Quería preguntarle si se encontraba bien, pero no pude. Claudine yacía en el suelo pálida y jadeante, y nadie la ayudó. Se limitaban a mirarla con la boca abierta. Se parecía tanto a la escena de mis pesadillas que me sentí mareado. ¿Serían capaces de hacerle daño? La gente se apartó para dejar pasar a la madre de Claudine, que se arrodilló junto a su hija y la abrazó.

– ¿Qué pasa aquí? -preguntó furiosa.

Claudine se había hecho daño en la rodilla. Empezó a llorar.

– ¡Esta gamberra ha intentado esconder un pescado en un pastel, y la he pillado! -replicó Cézade, hinchado y sudoroso por el esfuerzo.

Claudine no respondió.

– Claudine, ¿has hecho eso? Dime la verdad.

No me gustó nada el tono que empleaba la madre de mi amiga. Saqué rápidamente mi bloc y escribí. Antes de que Claudine pudiera responder, le pasé la hoja escrita a su madre. Madame Lamont me miró con espanto, como si no pudiera soportar mi presencia. Se apresuró a leer la nota que absolvería a su hija.

– Así que la idea fue tuya. Debería haberlo imaginado -dijo en tono de absoluto desprecio-. ¿Cómo iba mi hija a poner las manos sobre un pescado?

– ¡No es cierto! Mischa no ha tenido nada que ver -exclamó Claudine, pero nadie la escuchaba. Habían encontrado al criminal y estaban encantados.

Cézade movió la cabeza pensativo.

– Así que era el pequeño bastardo alemán. Eres una espina clavada en este pueblo. -Me miraba a los ojos, pero yo le sostuve la mirada-. ¿Sabes lo que se hace con las espinas? -Me sentía el blanco de todas las miradas, pero por una vez en mi vida devolví la mirada desafiante. Nunca me había defendido, pero aquel día defendía a otra persona y me sentía orgulloso-. Se arrancan -dijo. Unas gotas de su saliva me salpicaron la cara-. Se arrancan y se tiran lejos.

– ¡Cómo te atreves a intentar corromper a mi hija! -Madame Lamont ayudó a Claudine a levantarse.

– ¡No es cierto!

Mi amiga intentó defenderme, pero fue inútil. Su madre había descubierto la razón de la rebeldía de su hija y se sentía muy aliviada.

– No te acerques a ella -me dijo-. Vamos, Claudine.

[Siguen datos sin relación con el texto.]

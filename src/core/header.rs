//! Front matter headers and post header normalization
//!
//! [`Header`] keeps the mapping exactly as it was loaded from YAML, in source
//! order. [`PostHeader`] is the fixed six-field shape every post is normalized
//! into before it is written back.

use serde_yaml::{Mapping, Value};

/// Keys every post carries, in the order they are written
pub const REQUIRED_KEYS: [&str; 6] = ["layout", "title", "date", "author", "categories", "tags"];

/// A loaded front matter mapping, in source order
#[derive(Debug, Clone, Default, PartialEq)]
pub struct Header {
    entries: Mapping,
}

impl Header {
    pub fn new(entries: Mapping) -> Self {
        Self { entries }
    }

    /// Look up a top-level key
    pub fn get(&self, key: &str) -> Option<&Value> {
        self.entries.get(key)
    }

    pub fn is_empty(&self) -> bool {
        self.entries.is_empty()
    }

    pub fn len(&self) -> usize {
        self.entries.len()
    }

    /// Top-level keys in source order, skipping non-string keys
    pub fn keys(&self) -> impl Iterator<Item = &str> {
        self.entries.keys().filter_map(Value::as_str)
    }

    /// Category labels as written, whether given as a single string or a list
    pub fn categories(&self) -> Vec<String> {
        match self.get("categories") {
            Some(Value::Sequence(items)) => items.iter().filter_map(scalar_to_string).collect(),
            Some(value) => scalar_to_string(value).into_iter().collect(),
            None => Vec::new(),
        }
    }

    /// Normalize into the canonical post shape. Never fails: absent or
    /// malformed values degrade to empty strings and empty lists.
    pub fn normalize(&self) -> PostHeader {
        PostHeader {
            layout: self.text_field("layout"),
            title: self.text_field("title"),
            date: self.text_field("date"),
            author: self.text_field("author"),
            categories: self.list_field("categories"),
            tags: self.list_field("tags"),
        }
    }

    fn text_field(&self, key: &str) -> String {
        self.get(key)
            .and_then(scalar_to_string)
            .map(|s| s.trim().to_string())
            .unwrap_or_default()
    }

    fn list_field(&self, key: &str) -> Vec<String> {
        self.get(key).map(list_value).unwrap_or_default()
    }
}

impl From<Mapping> for Header {
    fn from(entries: Mapping) -> Self {
        Self::new(entries)
    }
}

fn list_value(value: &Value) -> Vec<String> {
    match value {
        Value::String(single) => vec![single.to_lowercase()],
        Value::Sequence(items) => items
            .iter()
            .filter_map(scalar_to_string)
            .map(|s| s.to_lowercase())
            .collect(),
        Value::Tagged(tagged) => list_value(&tagged.value),
        _ => Vec::new(),
    }
}

/// Render a scalar the way it would read in the header; `null` and
/// collections have no scalar form.
fn scalar_to_string(value: &Value) -> Option<String> {
    match value {
        Value::String(s) => Some(s.clone()),
        Value::Number(n) => Some(n.to_string()),
        Value::Bool(b) => Some(b.to_string()),
        Value::Tagged(tagged) => scalar_to_string(&tagged.value),
        Value::Null | Value::Sequence(_) | Value::Mapping(_) => None,
    }
}

/// A post header in canonical form
#[derive(Debug, Clone, Default, PartialEq, Eq)]
pub struct PostHeader {
    pub layout: String,
    pub title: String,
    pub date: String,
    pub author: String,
    pub categories: Vec<String>,
    pub tags: Vec<String>,
}

impl PostHeader {
    /// Rendered value of a canonical key, as it appears after `key: `
    pub fn render_field(&self, key: &str) -> Option<String> {
        let rendered = match key {
            "layout" => self.layout.clone(),
            "title" => double_quoted(&self.title),
            "date" => self.date.clone(),
            "author" => self.author.clone(),
            "categories" => render_list(&self.categories),
            "tags" => render_list(&self.tags),
            _ => return None,
        };
        Some(rendered)
    }
}

/// YAML double-quoted scalar for `value`
pub fn double_quoted(value: &str) -> String {
    let mut quoted = String::with_capacity(value.len() + 2);
    quoted.push('"');
    for c in value.chars() {
        match c {
            '\\' => quoted.push_str("\\\\"),
            '"' => quoted.push_str("\\\""),
            '\n' => quoted.push_str("\\n"),
            '\r' => quoted.push_str("\\r"),
            '\t' => quoted.push_str("\\t"),
            c => quoted.push(c),
        }
    }
    quoted.push('"');
    quoted
}

fn render_list(items: &[String]) -> String {
    format!("[{}]", items.join(", "))
}
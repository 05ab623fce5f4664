//! Batch maintenance jobs over a site's content tree

pub mod archives;
pub mod posts;

pub use archives::{collect_categories, plan_pages, sync_archives, ArchiveOptions, ArchiveReport};
pub use posts::{fix_posts, PostsOptions, PostsReport};
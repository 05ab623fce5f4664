//! Core document model and the front matter text codec
//!
//! A document on disk is a `---` delimiter line, a YAML mapping, another `---`
//! line, then the markdown body. Parsing keeps the full mapping; writing a
//! post emits only the canonical keys, in canonical order.

use crate::core::header::{Header, PostHeader, REQUIRED_KEYS};
use crate::error::{Result, TidyError};
use serde_yaml::{Mapping, Value};

/// Delimiter line around the front matter block
pub const DELIMITER: &str = "---";

/// A markdown document split into its front matter and body
#[derive(Debug, Clone, Default, PartialEq)]
pub struct Document {
    header: Header,
    body: String,
}

impl Document {
    pub fn new(header: Header, body: impl Into<String>) -> Self {
        Self {
            header,
            body: body.into(),
        }
    }

    /// Parse `raw` into a document.
    ///
    /// The text must start with a delimiter line. Everything up to the next
    /// line consisting of the delimiter alone is loaded as a YAML mapping;
    /// the rest, trimmed, is the body. An empty block yields an empty header.
    pub fn parse(raw: &str) -> Result<Self> {
        let (first, rest) = split_line(raw);
        if first.trim_end() != DELIMITER {
            return Err(TidyError::MissingFrontMatter);
        }

        let (yaml, body) = split_at_closing_delimiter(rest)
            .ok_or_else(|| TidyError::malformed_header("missing closing delimiter"))?;

        let header = load_mapping(yaml)?;
        Ok(Self::new(header, body.trim()))
    }

    pub fn header(&self) -> &Header {
        &self.header
    }

    pub fn body(&self) -> &str {
        &self.body
    }

    /// Normalized post header of this document
    pub fn post_header(&self) -> PostHeader {
        self.header.normalize()
    }

    /// Case-insensitive keyword match against the title and the body
    pub fn mentions(&self, keyword: &str) -> bool {
        let needle = keyword.to_lowercase();
        let title = self
            .header
            .get("title")
            .and_then(Value::as_str)
            .unwrap_or_default();
        title.to_lowercase().contains(&needle) || self.body.to_lowercase().contains(&needle)
    }
}

/// Serialize a normalized post header and body into on-disk text
pub fn format_post(header: &PostHeader, body: &str) -> String {
    let mut lines = Vec::with_capacity(REQUIRED_KEYS.len() + 3);
    lines.push(DELIMITER.to_string());
    for key in REQUIRED_KEYS {
        if let Some(value) = header.render_field(key) {
            lines.push(format!("{}: {}", key, value));
        }
    }
    lines.push(format!("{}\n", DELIMITER));
    lines.push(body.to_string());
    lines.join("\n")
}

fn split_line(text: &str) -> (&str, &str) {
    match text.find('\n') {
        Some(pos) => (&text[..pos], &text[pos + 1..]),
        None => (text, ""),
    }
}

/// Split `text` at the first line that is exactly the delimiter
fn split_at_closing_delimiter(text: &str) -> Option<(&str, &str)> {
    let mut offset = 0;
    for line in text.split_inclusive('\n') {
        if line.trim_end_matches(['\r', '\n']) == DELIMITER {
            return Some((&text[..offset], &text[offset + line.len()..]));
        }
        offset += line.len();
    }
    None
}

fn load_mapping(yaml: &str) -> Result<Header> {
    if yaml.trim().is_empty() {
        return Ok(Header::default());
    }

    match serde_yaml::from_str::<Value>(yaml) {
        Ok(Value::Mapping(map)) => Ok(Header::new(map)),
        Ok(Value::Null) => Ok(Header::new(Mapping::new())),
        Ok(other) => Err(TidyError::malformed_header(format!(
            "expected a mapping, found {}",
            value_kind(&other)
        ))),
        Err(e) => Err(TidyError::malformed_header(e.to_string())),
    }
}

fn value_kind(value: &Value) -> &'static str {
    match value {
        Value::Null => "null",
        Value::Bool(_) => "a boolean",
        Value::Number(_) => "a number",
        Value::String(_) => "a string",
        Value::Sequence(_) => "a sequence",
        Value::Mapping(_) => "a mapping",
        Value::Tagged(_) => "a tagged value",
    }
}
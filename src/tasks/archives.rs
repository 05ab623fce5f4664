//! Category archive page regeneration
//!
//! One `<slug>-archive.md` page per category used in posts. Pages no post
//! refers to anymore can be removed with `fix`.

use crate::config::SiteConfig;
use crate::core::ArchivePage;
use crate::error::Result;
use crate::io::{
    backup_file, display_name, ensure_directory, list_markdown_files, load_documents,
    require_directory, write_if_changed, WriteOptions,
};
use log::{debug, info, warn};
use std::collections::{BTreeSet, HashSet};
use std::fs;
use std::path::Path;

/// Options for [`sync_archives`]
#[derive(Debug, Clone, Default)]
pub struct ArchiveOptions {
    pub dry_run: bool,
    pub quiet: bool,
    pub verbose: bool,
    /// Delete archive pages that no current category maps to
    pub fix: bool,
    /// Only report pages that would be created
    pub list_new: bool,
}

/// Outcome of a [`sync_archives`] run
#[derive(Debug, Clone, Default, PartialEq, Eq)]
pub struct ArchiveReport {
    /// Distinct categories that got (or would get) a page
    pub categories: usize,
    pub written: usize,
    pub deleted: usize,
    /// File names of pages that do not exist yet, filled by `list_new`
    pub new_pages: Vec<String>,
}

/// Distinct category labels used by posts in `posts_dir`, sorted
pub fn collect_categories(posts_dir: &Path) -> Result<Vec<String>> {
    let batch = load_documents(posts_dir)?;
    let labels: BTreeSet<String> = batch
        .documents
        .iter()
        .flat_map(|(_, document)| document.header().categories())
        .collect();
    Ok(labels.into_iter().collect())
}

/// One page per distinct slug. The first label in sorted order names the page;
/// labels that reduce to an empty slug get no page.
pub fn plan_pages(labels: &[String]) -> Vec<ArchivePage> {
    let mut seen = HashSet::new();
    let mut pages = Vec::new();
    for label in labels {
        let page = ArchivePage::for_category(label);
        if page.category.is_empty() {
            warn!("Category {:?} has no usable characters, no archive page", label);
            continue;
        }
        if seen.insert(page.category.clone()) {
            pages.push(page);
        } else {
            debug!("Category {:?} shares the {} page", label, page.filename());
        }
    }
    pages
}

/// Regenerate archive pages from the categories found in posts
pub fn sync_archives(config: &SiteConfig, options: &ArchiveOptions) -> Result<ArchiveReport> {
    let posts_dir = config.posts_path();
    let category_dir = config.category_path();
    let backup_dir = config.category_backup_path();
    require_directory(&posts_dir)?;

    let pages = plan_pages(&collect_categories(&posts_dir)?);
    if options.verbose {
        println!("[info] Found {} unique categories.", pages.len());
    }

    let mut report = ArchiveReport {
        categories: pages.len(),
        ..Default::default()
    };

    if options.list_new {
        for page in &pages {
            let filename = page.filename();
            if !category_dir.join(&filename).exists() {
                println!("[new] {}", filename);
                report.new_pages.push(filename);
            }
        }
        return Ok(report);
    }

    if !options.dry_run {
        ensure_directory(&category_dir)?;
    }

    let write_options = WriteOptions {
        dry_run: options.dry_run,
        quiet: options.quiet,
        caller_handles_message: false,
    };
    let mut generated = HashSet::new();
    for page in &pages {
        let filename = page.filename();
        let path = category_dir.join(&filename);
        let content = page.render();

        if !options.dry_run {
            backup_file(&path, &backup_dir)?;
        }
        let result = write_if_changed(&path, &content, &write_options)?;
        report.written += usize::from(result.changed);
        generated.insert(filename);
    }

    if options.dry_run && !options.quiet {
        println!("[dry-run] archive pages updated");
    } else if !options.dry_run && options.verbose {
        println!("[info] archive pages updated");
    }

    if options.fix && category_dir.is_dir() {
        report.deleted = remove_stale_pages(&category_dir, &backup_dir, &generated, options)?;
    }

    info!(
        "{} categories: {} pages written, {} deleted",
        report.categories, report.written, report.deleted
    );
    Ok(report)
}

fn remove_stale_pages(
    category_dir: &Path,
    backup_dir: &Path,
    generated: &HashSet<String>,
    options: &ArchiveOptions,
) -> Result<usize> {
    let mut deleted = 0;
    for path in list_markdown_files(category_dir)? {
        if generated.contains(&display_name(&path)) {
            continue;
        }
        if options.dry_run {
            if !options.quiet {
                println!("[dry-run] would delete {}", path.display());
            }
        } else {
            backup_file(&path, backup_dir)?;
            fs::remove_file(&path)?;
            if !options.quiet {
                println!("[delete] {}", path.display());
            }
        }
        deleted += 1;
    }
    Ok(deleted)
}
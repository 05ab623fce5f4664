//! Change-detecting file writes
//!
//! A write happens only when the trimmed new content differs from the trimmed
//! content already on disk. Structured payloads are validated first, so an
//! invalid file is never compared against, let alone written.

use crate::error::{Result, TidyError};
use std::fs;
use std::io::Write;
use std::path::Path;
use tempfile::NamedTempFile;

/// Options for a single [`write_if_changed`] call
#[derive(Debug, Clone, Copy, Default)]
pub struct WriteOptions {
    /// Report what would be written without touching the filesystem
    pub dry_run: bool,
    /// Never print the outcome message
    pub quiet: bool,
    /// The caller prints (or drops) the message itself
    pub caller_handles_message: bool,
}

impl WriteOptions {
    pub fn dry_run(dry_run: bool) -> Self {
        Self {
            dry_run,
            ..Default::default()
        }
    }

    fn prints(&self) -> bool {
        !self.quiet && !self.caller_handles_message
    }
}

/// Outcome of a [`write_if_changed`] call
#[derive(Debug, Clone, PartialEq, Eq)]
pub struct WriteResult {
    /// Content differed from what was on disk
    pub changed: bool,
    /// `[write] <path>`, `[dry-run] would write: <path>`, or empty when unchanged
    pub message: String,
}

/// Formats that must parse before they are written
#[derive(Debug, Clone, Copy, PartialEq, Eq)]
pub enum PayloadFormat {
    Json,
    Yaml,
}

impl PayloadFormat {
    /// Format implied by the file extension, if it is a validated one
    pub fn from_path(path: &Path) -> Option<Self> {
        let ext = path.extension()?.to_str()?.to_ascii_lowercase();
        match ext.as_str() {
            "json" => Some(Self::Json),
            "yaml" | "yml" => Some(Self::Yaml),
            _ => None,
        }
    }

    pub fn validate(&self, path: &Path, content: &str) -> Result<()> {
        let outcome = match self {
            Self::Json => serde_json::from_str::<serde_json::Value>(content)
                .map(drop)
                .map_err(|e| e.to_string()),
            Self::Yaml => serde_yaml::from_str::<serde_yaml::Value>(content)
                .map(drop)
                .map_err(|e| e.to_string()),
        };
        outcome.map_err(|reason| TidyError::invalid_payload(path, reason))
    }
}

/// Write `content` to `path` unless it matches what is already there.
///
/// A missing file counts as empty. The content is written verbatim, through a
/// temporary file in the same directory so readers never see a partial file.
pub fn write_if_changed<P: AsRef<Path>>(
    path: P,
    content: &str,
    options: &WriteOptions,
) -> Result<WriteResult> {
    let path = path.as_ref();

    if let Some(format) = PayloadFormat::from_path(path) {
        format.validate(path, content)?;
    }

    let existing = if path.exists() {
        fs::read_to_string(path)?
    } else {
        String::new()
    };

    let changed = content.trim() != existing.trim();
    let message = if !changed {
        String::new()
    } else if options.dry_run {
        format!("[dry-run] would write: {}", path.display())
    } else {
        if let Some(parent) = path.parent() {
            if !parent.as_os_str().is_empty() {
                fs::create_dir_all(parent)?;
            }
        }
        write_atomic(path, content)?;
        format!("[write] {}", path.display())
    };

    if changed {
        log::debug!("{}", message);
        if options.prints() {
            println!("{}", message);
        }
    }

    Ok(WriteResult { changed, message })
}

/// Write file atomically using temporary file
fn write_atomic(path: &Path, content: &str) -> Result<()> {
    let parent_dir = match path.parent() {
        Some(dir) if !dir.as_os_str().is_empty() => dir,
        _ => Path::new("."),
    };

    let mut temp_file = NamedTempFile::new_in(parent_dir)?;
    temp_file.write_all(content.as_bytes())?;
    temp_file.flush()?;

    temp_file.persist(path).map_err(|e| TidyError::Io(e.error))?;
    Ok(())
}
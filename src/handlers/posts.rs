use axum::{extract::State, http::StatusCode, response::Json};
use serde::Deserialize;
use uuid::Uuid;
use validator::{Validate, ValidateUrl};

use crate::{
    AppState,
    auth::{AuthUser, OptionalAuthUser},
    error::{AppError, Result},
    extract::{AppJson, AppPath, AppQuery},
    models::{CreatePostRequest, CreatedPost, PostPatch, PostResponse, PostSort},
    services::post_service,
};

#[derive(Debug, Deserialize)]
pub struct GetPostsQuery {
    pub sort: Option<PostSort>,
    pub limit: Option<u32>,
    pub offset: Option<u32>,
}

pub async fn create_post(
    State(state): State<AppState>,
    auth_user: AuthUser,
    AppJson(payload): AppJson<CreatePostRequest>,
) -> Result<(StatusCode, Json<CreatedPost>)> {
    payload.validate()?;

    let post_id = post_service::create_post(&state.db, auth_user.user_id, &payload).await?;

    Ok((
        StatusCode::CREATED,
        Json(CreatedPost {
            message: "Post created successfully".to_string(),
            post_id,
        }),
    ))
}

pub async fn get_posts(
    State(state): State<AppState>,
    AppQuery(params): AppQuery<GetPostsQuery>,
    auth_user: OptionalAuthUser,
) -> Result<Json<Vec<PostResponse>>> {
    let posts = post_service::get_posts(
        &state.db,
        auth_user.user_id(),
        params.sort.unwrap_or_default(),
        params.limit.map(|limit| limit.min(100)),
        params.offset.unwrap_or(0),
    )
    .await?;

    Ok(Json(posts))
}

pub async fn get_post(
    State(state): State<AppState>,
    AppPath(post_id): AppPath<Uuid>,
    auth_user: OptionalAuthUser,
) -> Result<Json<PostResponse>> {
    let post = post_service::get_post_by_id(&state.db, post_id, auth_user.user_id())
        .await?
        .ok_or_else(|| AppError::NotFound("Post not found".to_string()))?;

    Ok(Json(post))
}

pub async fn update_post(
    State(state): State<AppState>,
    auth_user: AuthUser,
    AppPath(post_id): AppPath<Uuid>,
    AppJson(payload): AppJson<PostPatch>,
) -> Result<Json<PostResponse>> {
    payload.validate()?;

    if let Some(Some(ref url)) = payload.url {
        if !url.validate_url() {
            return Err(AppError::Validation("url: Url is invalid".to_string()));
        }
    }

    let post = post_service::update_post(&state.db, post_id, auth_user.user_id, &payload).await?;

    Ok(Json(post))
}

pub async fn delete_post(
    State(state): State<AppState>,
    auth_user: AuthUser,
    AppPath(post_id): AppPath<Uuid>,
) -> Result<StatusCode> {
    post_service::delete_post(&state.db, post_id, auth_user.user_id).await?;

    Ok(StatusCode::NO_CONTENT)
}
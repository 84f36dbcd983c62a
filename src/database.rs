use sqlx::{PgPool, postgres::PgPoolOptions};
use std::time::Duration;

use crate::config::Config;

pub async fn create_pool(config: &Config) -> Result<PgPool, sqlx::Error> {
    PgPoolOptions::new()
        .max_connections(config.database_max_connections)
        .min_connections(1)
        .acquire_timeout(Duration::from_secs(config.database_acquire_timeout_secs))
        .idle_timeout(Duration::from_secs(600))
        .max_lifetime(Duration::from_secs(1800))
        .connect(&config.database_url)
        .await
}

pub async fn run_migrations(pool: &PgPool) -> Result<(), sqlx::migrate::MigrateError> {
    sqlx::migrate!("./migrations").run(pool).await
}
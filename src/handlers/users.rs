use axum::{extract::State, response::Json};
use validator::Validate;

use crate::{
    AppState,
    auth::AuthUser,
    error::{AppError, Result},
    extract::AppJson,
    models::{UpdateUserRequest, UserResponse},
    services::user_service,
};

pub async fn get_current_user(
    State(state): State<AppState>,
    auth_user: AuthUser,
) -> Result<Json<UserResponse>> {
    let user = user_service::get_user_by_id(&state.db, auth_user.user_id)
        .await?
        .ok_or_else(|| AppError::NotFound("User not found".to_string()))?;

    Ok(Json(user.into()))
}

pub async fn update_current_user(
    State(state): State<AppState>,
    auth_user: AuthUser,
    AppJson(payload): AppJson<UpdateUserRequest>,
) -> Result<Json<UserResponse>> {
    payload.validate()?;

    let user = user_service::update_profile(
        &state.db,
        auth_user.user_id,
        &payload,
        state.config.bcrypt_cost,
    )
    .await?;

    Ok(Json(user.into()))
}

Los mirones deshicieron el corro y se marcharon tras ellas. Claudine volvió la cabeza y me dirigió una mirada cargada de pesar y de agradecimiento. Me consideró valiente y leal, y tal vez aquel día lo fui , pero en el fondo sabía que había cargado con la culpa porque era un chivo expiatorio natural. Yo era un paria, siempre lo había sido. ¿Qué tenía que perder? Yo volvería al château , mientras que ella siempre estaría con los vecinos y tenía que llevarse bien con ellos. Sin embargo, aquel juego que había empezado como una tontería acabó por costarnos la amistad, y yo estaba destrozado.

Cézade me gritó insultos, pero no lo oí, y cuando me dio un bofetón en la cabeza con el dorso de su mano, casi no lo sentí, sino que me marché con la cabeza bien alta. No quería que me viera llorar.